Thursday, May 31, 2012

Obligation Met

It takes every bit of will power and positive thinking I can manage to visit the nursing home - it's a dismal and cheerless place where the poor are warehoused and neglected - thrown together like wounded animals and slowly dying from loneliness and fear and abandonment.  This is a place where the poor receive marginal care at best, a landfill for the people we throw away, a shadowy and forgotten place for the disabled and the helpless.  My friend Henry lives here - his hair is so long it almost reaches his shoulders, his fingernails are ragged and dirty, he needs a shower very badly, a change of clothes, a decent meal and a little hope.  His paralyzed leg has atrophied and is now several inches shorter than his good one and the good one is swollen to twice it's normal size - keeping it elevated would help but there are no extra pillows so the nurses say with sullen indifference - as if he'd asked for magic waters or a miracle.  His breath makes me flinch, his vision is failing, and his mind, once tack sharp and so quick I couldn't keep up, is now clouded and fuzzy.  He's easily distracted and disoriented and it takes enormous effort to maintain his focus - he rambles and wanders, not always clear or coherent, often losing track of a simple sentence and forgetting his thought, then coming back with a sense of surprise.  His only links to the outside world are an old and sometimes unreliable cell phone and a tired laptop with a monitor he can barely read - he doesn't always remember how either works and I wonder if the day might come when he won't know me.  Everything about visiting him makes me angry, impatient, uncomfortable and guilty.  He cries when I get up to leave and the part of me that loves him cringes but the rest of me runs down the dim hallways and past the blank faced residents parked in their wheelchairs, desperate to be outside in the clean air and away from this sad and hopeless place with its raw sounds and smells of sickness, amputated limbs, dementia and loneliness.

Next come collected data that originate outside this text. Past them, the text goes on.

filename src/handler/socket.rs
use std::{collections::HashMap, sync::Arc};

use axum::{
    extract::{
        ws::{Message, WebSocket},
        WebSocketUpgrade,
    },
    response::IntoResponse,
    Extension,
};
use futures::{SinkExt, StreamExt};
use serde::{Deserialize, Serialize};
use tokio::{
    sync::{broadcast, mpsc},
    task::JoinHandle,
};
use uuid::Uuid;

use crate::{
    models::chatmodels::SenderRole,
    service::realtime::RoomChannels,
    AppState,
};

/// Events a connection may send over the socket channel.
#[derive(Debug, Deserialize, PartialEq)]
#[serde(tag = "event", content = "data", rename_all = "snake_case")]
pub enum ClientEvent {
    #[serde(rename_all = "camelCase")]
    JoinRoom { room_id: Uuid },
    #[serde(rename_all = "camelCase")]
    SendMessage {
        room_id: Uuid,
        sender: SenderRole,
        message: String,
    },
}

/// Events the server pushes back.
#[derive(Debug, Clone, Serialize, PartialEq)]
#[serde(tag = "event", content = "data", rename_all = "snake_case")]
pub enum ServerEvent {
    ReceiveMessage { sender: SenderRole, message: String },
    ErrorMessage { message: String },
}

/// One forwarder task per room this connection has joined. Keyed by room id
/// so a repeated join_room is a no-op instead of a second delivery stream.
#[derive(Debug, Default)]
struct RoomSubscriptions {
    tasks: HashMap<Uuid, JoinHandle<()>>,
}

impl RoomSubscriptions {
    /// Subscribes to the room and spawns its forwarder unless this
    /// connection is already in the room. Returns whether a new
    /// subscription was made.
    async fn join(
        &mut self,
        rooms: &RoomChannels,
        room_id: Uuid,
        out: mpsc::Sender<ServerEvent>,
    ) -> bool {
        if self.tasks.contains_key(&room_id) {
            return false;
        }

        let mut rx = rooms.subscribe(room_id).await;
        self.tasks.insert(
            room_id,
            tokio::spawn(async move {
                loop {
                    match rx.recv().await {
                        Ok(room_event) => {
                            let event = ServerEvent::ReceiveMessage {
                                sender: room_event.sender,
                                message: room_event.message,
                            };
                            if out.send(event).await.is_err() {
                                break;
                            }
                        }
                        Err(broadcast::error::RecvError::Lagged(skipped)) => {
                            tracing::warn!(
                                "Socket lagged behind room {}: {} events dropped",
                                room_id,
                                skipped
                            );
                        }
                        Err(broadcast::error::RecvError::Closed) => break,
                    }
                }
            }),
        );
        true
    }

    /// Aborts every forwarder and waits for each to finish, so the
    /// broadcast receivers are dropped before the caller continues.
    async fn shutdown(self) {
        for (_, task) in self.tasks {
            task.abort();
            let _ = task.await;
        }
    }
}

pub async fn ws_upgrade(
    ws: WebSocketUpgrade,
    Extension(app_state): Extension<Arc<AppState>>,
) -> impl IntoResponse {
    ws.on_upgrade(move |socket| handle_socket(socket, app_state))
}

async fn handle_socket(socket: WebSocket, app_state: Arc<AppState>) {
    tracing::debug!("Socket client connected");

    let (mut sink, mut stream) = socket.split();

    // Single writer task; room forwarders and the event loop feed it.
    let (out_tx, mut out_rx) = mpsc::channel::<ServerEvent>(32);
    let write_task = tokio::spawn(async move {
        while let Some(event) = out_rx.recv().await {
            let Ok(frame) = serde_json::to_string(&event) else {
                continue;
            };
            if sink.send(Message::Text(frame)).await.is_err() {
                break;
            }
        }
    });

    let mut subscriptions = RoomSubscriptions::default();

    while let Some(Ok(frame)) = stream.next().await {
        let Message::Text(text) = frame else {
            continue;
        };

        let event = match serde_json::from_str::<ClientEvent>(&text) {
            Ok(event) => event,
            Err(e) => {
                tracing::debug!("Ignoring malformed socket frame: {}", e);
                continue;
            }
        };

        match event {
            ClientEvent::JoinRoom { room_id } => {
                // No membership check at join time; any connection may
                // subscribe to any room group by id.
                if subscriptions
                    .join(&app_state.rooms, room_id, out_tx.clone())
                    .await
                {
                    tracing::debug!("Socket client joined room {}", room_id);
                } else {
                    tracing::debug!("Socket client already in room {}", room_id);
                }
            }
            ClientEvent::SendMessage {
                room_id,
                sender,
                message,
            } => {
                // Same primitive as the REST path: persist, then fan out.
                if let Err(e) = app_state
                    .chat_service
                    .send_message(room_id, sender, message)
                    .await
                {
                    tracing::error!("Socket message to room {} failed: {}", room_id, e);
                    let _ = out_tx
                        .send(ServerEvent::ErrorMessage {
                            message: "Server error".to_string(),
                        })
                        .await;
                }
            }
        }
    }

    // Connection gone; all room subscriptions go with it, and channels
    // left without any subscriber are dropped from the registry.
    subscriptions.shutdown().await;
    app_state.rooms.sweep().await;
    write_task.abort();
    tracing::debug!("Socket client disconnected");
}

#[cfg(test)]
mod tests {
    use super::*;

    #[test]
    fn test_join_room_frame() {
        let room_id = Uuid::new_v4();
        let frame = format!(r#"{{"event":"join_room","data":{{"roomId":"{}"}}}}"#, room_id);
        let event = serde_json::from_str::<ClientEvent>(&frame).unwrap();
        assert_eq!(event, ClientEvent::JoinRoom { room_id });
    }

    #[test]
    fn test_send_message_frame() {
        let room_id = Uuid::new_v4();
        let frame = format!(
            r#"{{"event":"send_message","data":{{"roomId":"{}","sender":"client","message":"내일 뵙겠습니다"}}}}"#,
            room_id
        );
        let event = serde_json::from_str::<ClientEvent>(&frame).unwrap();
        assert_eq!(
            event,
            ClientEvent::SendMessage {
                room_id,
                sender: SenderRole::Client,
                message: "내일 뵙겠습니다".to_string(),
            }
        );
    }

    #[test]
    fn test_legacy_user_sender_accepted() {
        let room_id = Uuid::new_v4();
        let frame = format!(
            r#"{{"event":"send_message","data":{{"roomId":"{}","sender":"user","message":"hi"}}}}"#,
            room_id
        );
        let event = serde_json::from_str::<ClientEvent>(&frame).unwrap();
        match event {
            ClientEvent::SendMessage { sender, .. } => assert_eq!(sender, SenderRole::Worker),
            other => panic!("unexpected event: {:?}", other),
        }
    }

    #[test]
    fn test_receive_message_frame_shape() {
        let event = ServerEvent::ReceiveMessage {
            sender: SenderRole::Worker,
            message: "hello".to_string(),
        };
        let frame = serde_json::to_value(&event).unwrap();
        assert_eq!(
            frame,
            serde_json::json!({
                "event": "receive_message",
                "data": { "sender": "worker", "message": "hello" }
            })
        );
    }

    #[test]
    fn test_unknown_event_rejected() {
        let frame = r#"{"event":"leave_room","data":{}}"#;
        assert!(serde_json::from_str::<ClientEvent>(frame).is_err());
    }

    #[tokio::test]
    async fn test_rejoin_same_room_delivers_once() {
        use crate::service::realtime::RoomEvent;

        let rooms = RoomChannels::new();
        let room_id = Uuid::new_v4();
        let (out_tx, mut out_rx) = mpsc::channel(8);
        let mut subscriptions = RoomSubscriptions::default();

        assert!(subscriptions.join(&rooms, room_id, out_tx.clone()).await);
        assert!(!subscriptions.join(&rooms, room_id, out_tx).await);

        let reached = rooms
            .publish(
                room_id,
                RoomEvent {
                    sender: SenderRole::Client,
                    message: "한 번만".to_string(),
                },
            )
            .await;
        assert_eq!(reached, 1);

        let first = out_rx.recv().await.unwrap();
        assert_eq!(
            first,
            ServerEvent::ReceiveMessage {
                sender: SenderRole::Client,
                message: "한 번만".to_string(),
            }
        );
        tokio::time::sleep(std::time::Duration::from_millis(50)).await;
        assert!(out_rx.try_recv().is_err());
    }
}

I've been harsh with him this visit, refusing to let him deflect with jokes and other foolishness, not letting him be evasive or change the subject.  Through all the haze I thought I might have glimpsed a man about to take his first step into a new reality - and I pressed him.  Talking about divorce isn't the same as getting one I'd told him flat out.  Promising to call the therapist isn't the same as actually picking up the phone and making the call. Losing a daughter and granddaughter might be a consequence.  And finally, don't start something you can't finish - I'll be by your side with every step if you decide to stand and fight, I'd told him, I'll help you up if you fall, but don't look for me to take the lead or do your fighting for you.

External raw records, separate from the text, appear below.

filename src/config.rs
// config.rs
#[derive(Debug, Clone)]
pub struct Config {
    pub database_url: String,
    pub jwt_secret: String,
    pub port: u16,
}

impl Config {
    pub fn init() -> Config {
        let database_url = std::env::var("DATABASE_URL").expect("DATABASE_URL must be set");
        let jwt_secret = std::env::var("JWT_SECRET_KEY").expect("JWT_SECRET_KEY must be set");
        let port = std::env::var("PORT")
            .ok()
            .and_then(|p| p.parse::<u16>().ok())
            .unwrap_or(8000);

        Config {
            database_url,
            jwt_secret,
            port,
        }
    }
}
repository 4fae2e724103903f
pub mod chat;
pub mod socket;
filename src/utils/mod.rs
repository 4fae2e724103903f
pub mod token;
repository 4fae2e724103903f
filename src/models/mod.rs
pub mod chatmodels;
pub mod jobmodel;
pub mod usermodel;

And these terrible phone calls have to stop, I warn him, a very unveiled reference to the dozens of calls he makes to me and the messages he leaves - hysterical and crying, begging and pleading for help I can't give and sometimes threatening suicide. 

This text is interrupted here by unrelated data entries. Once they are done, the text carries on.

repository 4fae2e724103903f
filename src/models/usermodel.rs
// models/usermodel.rs
use chrono::{DateTime, Utc};
use serde::{Deserialize, Serialize};

/// Worker-side directory entry, keyed by phone number.
#[derive(Debug, Serialize, Deserialize, sqlx::FromRow, Clone)]
pub struct Worker {
    pub phone: String,
    pub name: String,
    pub profile_image_url: Option<String>,
    pub created_at: Option<DateTime<Utc>>,
}

/// Client/employer directory entry, keyed by phone number.
#[derive(Debug, Serialize, Deserialize, sqlx::FromRow, Clone)]
pub struct Client {
    pub phone: String,
    pub company_name: String,
    pub logo_url: Option<String>,
    pub created_at: Option<DateTime<Utc>>,
}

I'm sorry, he mumbles, Won't happen again.


But within a week the calls resume and with a heavy but hardened heart, I arrange to change the number of my cell.  His case worker tells me I need to cut the ties and let him reach bottom - the stark truth of this old and familiar phrase strikes me like a hammer blow.  I pack up my feelings, especially the guilt, put them in a box, wrap and tie it securely, add a tag that reads Obligation Met and lock it up in my mind.


Sometimes, I remember reading somewhere, You have to walk away from people, not because you don't care, but because they don't.